DeepSeek ships open-source DSpark to accelerate V4; mid-July launch and $7.4B raise

DeepSeek released DSpark, an open-source technology designed to dramatically accelerate deployment and inference of its forthcoming V4 models, signaling a strategic pivot toward becoming an efficient inference-infrastructure company rather than only a model lab. V4 uses a Mixture-of-Experts architecture and a 1-million-token context window and is billed as running intelligent models cheaply and at scale; alongside DSpark, DeepSeek is developing DeepSpec for further speedups.
V4 officially launches in mid-July with a notable pricing twist: time-of-day 'surge' pricing that roughly doubles rates during peak hours, plus ultra-low off-peak inference costs. The company also closed a $7.4 billion round at a $50B+ valuation, backed by CATL, Tencent, NetEase and JD.com — a heavyweight domestic Chinese investor syndicate that reinforces the US-China decoupling theme running through the week.

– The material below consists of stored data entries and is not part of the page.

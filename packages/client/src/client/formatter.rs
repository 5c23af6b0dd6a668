//! Message formatting utilities for the terminal view.

use kaiwa_shared::time::{to_jst_rfc3339, to_jst_short};

use crate::{
    domain::{Message, Room, User},
    store::{Effect, Level, Notification},
};

const HEAVY_RULE: &str = "============================================================";
const LIGHT_RULE: &str = "------------------------------------------------------------";

/// Message formatter for terminal display
pub struct MessageFormatter;

impl MessageFormatter {
    /// Format the room list, marking the active room
    ///
    /// # Arguments
    ///
    /// * `rooms` - Rooms in display order
    /// * `active_id` - Id of the open room, if any
    pub fn format_room_list(rooms: &[Room], active_id: Option<&str>) -> String {
        let mut output = String::new();
        output.push_str(&format!("\n{}\nRooms:\n", HEAVY_RULE));

        if rooms.is_empty() {
            output.push_str("(No rooms yet, use /create <name>)\n");
        } else {
            for room in rooms {
                let marker = if Some(room.id.as_str()) == active_id {
                    "*"
                } else {
                    " "
                };
                output.push_str(&format!(
                    "{} {} [{}] - {} members, updated {}\n",
                    marker,
                    room.name,
                    room.id,
                    room.active_members().count(),
                    to_jst_short(room.updated_at)
                ));
            }
        }

        output.push_str(HEAVY_RULE);
        output.push('\n');
        output
    }

    /// Format the header and history of a freshly opened room
    ///
    /// # Arguments
    ///
    /// * `room` - The room, with its messages
    /// * `my_id` - The current user's id (to mark as "me")
    pub fn format_room_opened(room: &Room, my_id: Option<&str>) -> String {
        let mut output = String::new();
        output.push_str(&format!("\n\n{}\n", HEAVY_RULE));
        output.push_str(&format!("#{} [{}]\n", room.name, room.id));
        output.push_str(&format!("created at {}\n", to_jst_rfc3339(room.created_at)));
        output.push_str(&Self::member_lines(room, my_id));
        output.push_str(HEAVY_RULE);
        output.push('\n');

        if room.messages.is_empty() {
            output.push_str("(No messages yet)\n");
        } else {
            for message in &room.messages {
                output.push_str(&Self::message_line(message, my_id));
            }
        }
        output
    }

    /// Format a chat message pushed while the room is open
    pub fn format_message(message: &Message, my_id: Option<&str>) -> String {
        format!("\n{}", Self::message_line(message, my_id))
    }

    fn message_line(message: &Message, my_id: Option<&str>) -> String {
        let is_me = matches!(
            (message.author.as_ref(), my_id),
            (Some(author), Some(me)) if author.id == me
        );
        let me_suffix = if is_me { " (me)" } else { "" };
        format!(
            "[{}] @{}{}: {}\n",
            to_jst_short(message.created_at),
            message.author_name(),
            me_suffix,
            message.content
        )
    }

    /// Format one chunk of a streaming bot reply
    ///
    /// The first chunk opens a new line with the bot label; later chunks
    /// continue it.
    pub fn format_bot_chunk(chunk: &str, first: bool) -> String {
        if first {
            format!("\n[bot] {}", chunk)
        } else {
            chunk.to_string()
        }
    }

    /// Format the member list of a room
    pub fn format_members(room: &Room, my_id: Option<&str>) -> String {
        format!(
            "\n{}\n{}{}\n",
            LIGHT_RULE,
            Self::member_lines(room, my_id),
            LIGHT_RULE
        )
    }

    fn member_lines(room: &Room, my_id: Option<&str>) -> String {
        let mut output = String::from("Members:\n");
        for member in &room.members {
            let mut tags = Vec::new();
            if member.is_admin {
                tags.push("admin");
            }
            if member.has_left {
                tags.push("left");
            }
            if Some(member.user.id.as_str()) == my_id {
                tags.push("me");
            }
            let tags = if tags.is_empty() {
                String::new()
            } else {
                format!(" ({})", tags.join(", "))
            };
            output.push_str(&format!(
                "  {} [{}]{}\n",
                member.user.name, member.user.id, tags
            ));
        }
        output
    }

    /// Format the user's profile
    pub fn format_profile(user: &User) -> String {
        format!(
            "\n{}\n{} [{}]\n{}\n{} friends\n{}\n",
            LIGHT_RULE,
            user.name,
            user.id,
            user.email,
            user.friends.len(),
            LIGHT_RULE
        )
    }

    /// Format the friend list
    pub fn format_friends(user: &User) -> String {
        let mut output = format!("\n{}\nFriends:\n", LIGHT_RULE);
        if user.friends.is_empty() {
            output.push_str("(No friends yet, use /friend <email>)\n");
        } else {
            for friend in &user.friends {
                output.push_str(&format!("  {} [{}]\n", friend.name, friend.id));
            }
        }
        output.push_str(LIGHT_RULE);
        output.push('\n');
        output
    }

    /// Format a transient notification
    pub fn format_notification(notification: &Notification) -> String {
        let marker = match notification.level {
            Level::Info => "*",
            Level::Success => "+",
            Level::Warning => "!",
            Level::Error => "x",
        };
        format!("\n{} {}\n", marker, notification.text)
    }

    /// Format an error as an error notification
    pub fn format_error(error: &impl std::fmt::Display) -> String {
        Self::format_notification(&Notification::error(error.to_string()))
    }

    /// Format the effects of one socket event
    ///
    /// Effects with nothing to show render as an empty string.
    pub fn format_effects(effects: &[Effect], my_id: Option<&str>) -> String {
        let mut output = String::new();
        for effect in effects {
            match effect {
                Effect::MessageAppended(message) => {
                    output.push_str(&Self::format_message(message, my_id));
                }
                Effect::BotChunk { chunk, first, .. } => {
                    output.push_str(&Self::format_bot_chunk(chunk, *first));
                }
                Effect::BotFinished { .. } => output.push('\n'),
                Effect::ActiveRoomClosed { .. } => {
                    output.push_str("\n(room closed, use /rooms to pick another)\n");
                }
                Effect::Notify(notification) => {
                    output.push_str(&Self::format_notification(notification));
                }
                Effect::RoomListChanged | Effect::MembersChanged { .. } => {}
            }
        }
        output
    }

    /// Format the command list
    pub fn format_help() -> String {
        let commands = [
            ("/rooms", "list your rooms"),
            ("/open <room>", "open a room by id or name"),
            ("/create <name>", "create a room and open it"),
            ("/rename <name>", "rename the open room (admin)"),
            ("/delete <password>", "delete the open room (admin)"),
            ("/members", "list members of the open room"),
            ("/invite <user id>", "invite a user to the open room"),
            ("/kick <user id>", "remove a member from the open room (admin)"),
            ("/friend <email>", "add a friend"),
            ("/friends", "list your friends"),
            ("/me", "show your profile"),
            ("/profile name|email <value>", "update your profile"),
            ("/logout", "log out and exit"),
            ("/quit", "exit without logging out"),
        ];

        let mut output = format!("\n{}\n", LIGHT_RULE);
        for (usage, description) in commands {
            output.push_str(&format!("{:<30} {}\n", usage, description));
        }
        output.push_str("Anything else is sent to the open room.\n");
        output.push_str(LIGHT_RULE);
        output.push('\n');
        output
    }
}

#[cfg(test)]
mod tests {
    use super::*;
    use crate::domain::entity::fixtures::{member, message, room, user, user_ref};

    #[test]
    fn test_format_room_list_when_empty() {
        // テスト項目: ルームがない場合、作成方法の案内が表示される
        // given (前提条件):
        let rooms: Vec<Room> = vec![];

        // when (操作):
        let result = MessageFormatter::format_room_list(&rooms, None);

        // then (期待する結果):
        assert!(result.contains("Rooms:"));
        assert!(result.contains("(No rooms yet, use /create <name>)"));
    }

    #[test]
    fn test_format_room_list_marks_active_room() {
        // テスト項目: 開いているルームに * が付き、JST の更新時刻が表示される
        // given (前提条件):
        let rooms = vec![
            room("r1", "general", vec![member("u1", "alice", true)], 5),
            room("r2", "random", vec![member("u1", "alice", false)], 3),
        ];

        // when (操作):
        let result = MessageFormatter::format_room_list(&rooms, Some("r2"));

        // then (期待する結果):
        assert!(result.contains("  general [r1] - 1 members, updated 19:05\n"));
        assert!(result.contains("* random [r2] - 1 members, updated 19:03\n"));
    }

    #[test]
    fn test_format_room_opened_with_history() {
        // テスト項目: ルームを開くと、メンバーと履歴が表示され自分に (me) が付く
        // given (前提条件):
        let alice = user_ref("u1", "alice");
        let bob = user_ref("u2", "bob");
        let mut general = room(
            "r1",
            "general",
            vec![member("u1", "alice", true), member("u2", "bob", false)],
            2,
        );
        general.messages = vec![
            message("m1", "r1", &alice, "hi", 1),
            message("m2", "r1", &bob, "hello", 2),
        ];

        // when (操作):
        let result = MessageFormatter::format_room_opened(&general, Some("u1"));

        // then (期待する結果):
        assert!(result.contains("#general [r1]"));
        assert!(result.contains("  alice [u1] (admin, me)\n"));
        assert!(result.contains("  bob [u2]\n"));
        assert!(result.contains("[19:01] @alice (me): hi\n"));
        assert!(result.contains("[19:02] @bob: hello\n"));
    }

    #[test]
    fn test_format_room_opened_without_messages() {
        // テスト項目: メッセージがないルームでは案内が表示される
        // given (前提条件):
        let general = room("r1", "general", vec![member("u1", "alice", true)], 0);

        // when (操作):
        let result = MessageFormatter::format_room_opened(&general, Some("u1"));

        // then (期待する結果):
        assert!(result.contains("(No messages yet)"));
    }

    #[test]
    fn test_format_members_shows_left_members() {
        // テスト項目: 退出済みのメンバーには (left) が付く
        // given (前提条件):
        let mut bob = member("u2", "bob", false);
        bob.has_left = true;
        let general = room("r1", "general", vec![member("u1", "alice", true), bob], 0);

        // when (操作):
        let result = MessageFormatter::format_members(&general, Some("u1"));

        // then (期待する結果):
        assert!(result.contains("  bob [u2] (left)\n"));
    }

    #[test]
    fn test_format_bot_chunks() {
        // テスト項目: ボットの最初のチャンクにはラベルが付き、後続は連結される
        // given (前提条件):
        let first = "Hel";
        let next = "lo";

        // when (操作):
        let result = format!(
            "{}{}",
            MessageFormatter::format_bot_chunk(first, true),
            MessageFormatter::format_bot_chunk(next, false)
        );

        // then (期待する結果):
        assert_eq!(result, "\n[bot] Hello");
    }

    #[test]
    fn test_format_effects_skips_silent_effects() {
        // テスト項目: 表示内容のない Effect は空文字列になる
        // given (前提条件):
        let effects = vec![
            Effect::RoomListChanged,
            Effect::MembersChanged {
                room_id: "r1".to_string(),
            },
        ];

        // when (操作):
        let result = MessageFormatter::format_effects(&effects, Some("u1"));

        // then (期待する結果):
        assert!(result.is_empty());
    }

    #[test]
    fn test_format_effects_renders_notifications() {
        // テスト項目: 通知の Effect がレベルごとの記号付きで表示される
        // given (前提条件):
        let effects = vec![
            Effect::Notify(Notification::warning("You were removed from general")),
            Effect::ActiveRoomClosed {
                room_id: "r1".to_string(),
            },
        ];

        // when (操作):
        let result = MessageFormatter::format_effects(&effects, Some("u1"));

        // then (期待する結果):
        assert!(result.contains("! You were removed from general\n"));
        assert!(result.contains("(room closed"));
    }

    #[test]
    fn test_format_error() {
        // テスト項目: エラーは x 記号付きの通知として表示される
        // given (前提条件):
        let error = crate::error::ClientError::NotAdmin;

        // when (操作):
        let result = MessageFormatter::format_error(&error);

        // then (期待する結果):
        assert_eq!(result, "\nx Only room admins can do that\n");
    }

    #[test]
    fn test_format_friends() {
        // テスト項目: フレンド一覧が表示される
        // given (前提条件):
        let mut alice = user("u1", "alice");
        alice.friends.push(user_ref("u2", "bob"));

        // when (操作):
        let result = MessageFormatter::format_friends(&alice);

        // then (期待する結果):
        assert!(result.contains("  bob [u2]\n"));
    }
}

Developers zeroed in on licensing: V4's Apache 2.0 terms were called 'the material change' for commercial deployments, and its Chinese-SimpleQA score of 84.4 was cited as the first open-weight parity with closed models. There is also urgency around migration — legacy model strings deepseek-chat and deepseek-reasoner retire permanently July 24, prompting calls to update deprecated identifiers across LangGraph and n8n.
What to watch: whether DSpark's speedups hold up outside DeepSeek's own stack, real-world off-peak pricing versus Western APIs, and whether surge pricing pushes latency-sensitive workloads elsewhere.